● GOAL OF THE EXERCISE
Collect each line of the entries that holds the string "object".
BEGIN
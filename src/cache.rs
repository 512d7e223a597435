use crate::id::SessionId;
use crate::model::Session;
use dashmap::DashMap;
use parking_lot::{Mutex, MutexGuard};
use std::sync::Arc;

/// Shared, live session object handed to request handlers.
///
/// Requests that hit the cache for the same id receive clones of the same handle. Do not hold the
/// guard returned by [`SessionHandle::lock`] while calling into the manager.
#[derive(Clone, Debug, Default)]
pub struct SessionHandle(Arc<Mutex<Session>>);

impl SessionHandle {
    pub fn new(session: Session) -> Self {
        Self(Arc::new(Mutex::new(session)))
    }

    pub fn lock(&self) -> MutexGuard<'_, Session> {
        self.0.lock()
    }

    /// Whether both handles refer to the same live session object.
    pub fn ptr_eq(&self, other: &Self) -> bool {
        Arc::ptr_eq(&self.0, &other.0)
    }

    /// Copy of the session's id, taken under the lock.
    pub fn id(&self) -> Option<SessionId> {
        self.0.lock().id().cloned()
    }
}

/// Process-wide map from id to live session.
///
/// Entries are added on load and save and only leave on explicit removal; there is no capacity
/// bound or eviction policy.
#[derive(Debug, Default)]
pub struct SessionCache {
    entries: DashMap<SessionId, SessionHandle>,
}

impl SessionCache {
    pub fn new() -> Self {
        Self::default()
    }

    pub fn get(&self, id: &SessionId) -> Option<SessionHandle> {
        self.entries.get(id).map(|entry| entry.value().clone())
    }

    /// Inserts `handle`, replacing any existing entry for `id`.
    pub fn put(&self, id: SessionId, handle: SessionHandle) {
        self.entries.insert(id, handle);
    }

    pub fn remove(&self, id: &SessionId) -> Option<SessionHandle> {
        self.entries.remove(id).map(|(_, handle)| handle)
    }

    pub fn contains(&self, id: &SessionId) -> bool {
        self.entries.contains_key(id)
    }

    pub fn len(&self) -> usize {
        self.entries.len()
    }

    pub fn is_empty(&self) -> bool {
        self.entries.is_empty()
    }
}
END
● WRITTEN RESPONSE
/// Shared, live session object handed to request handlers.
    /// Whether both handles refer to the same live session object.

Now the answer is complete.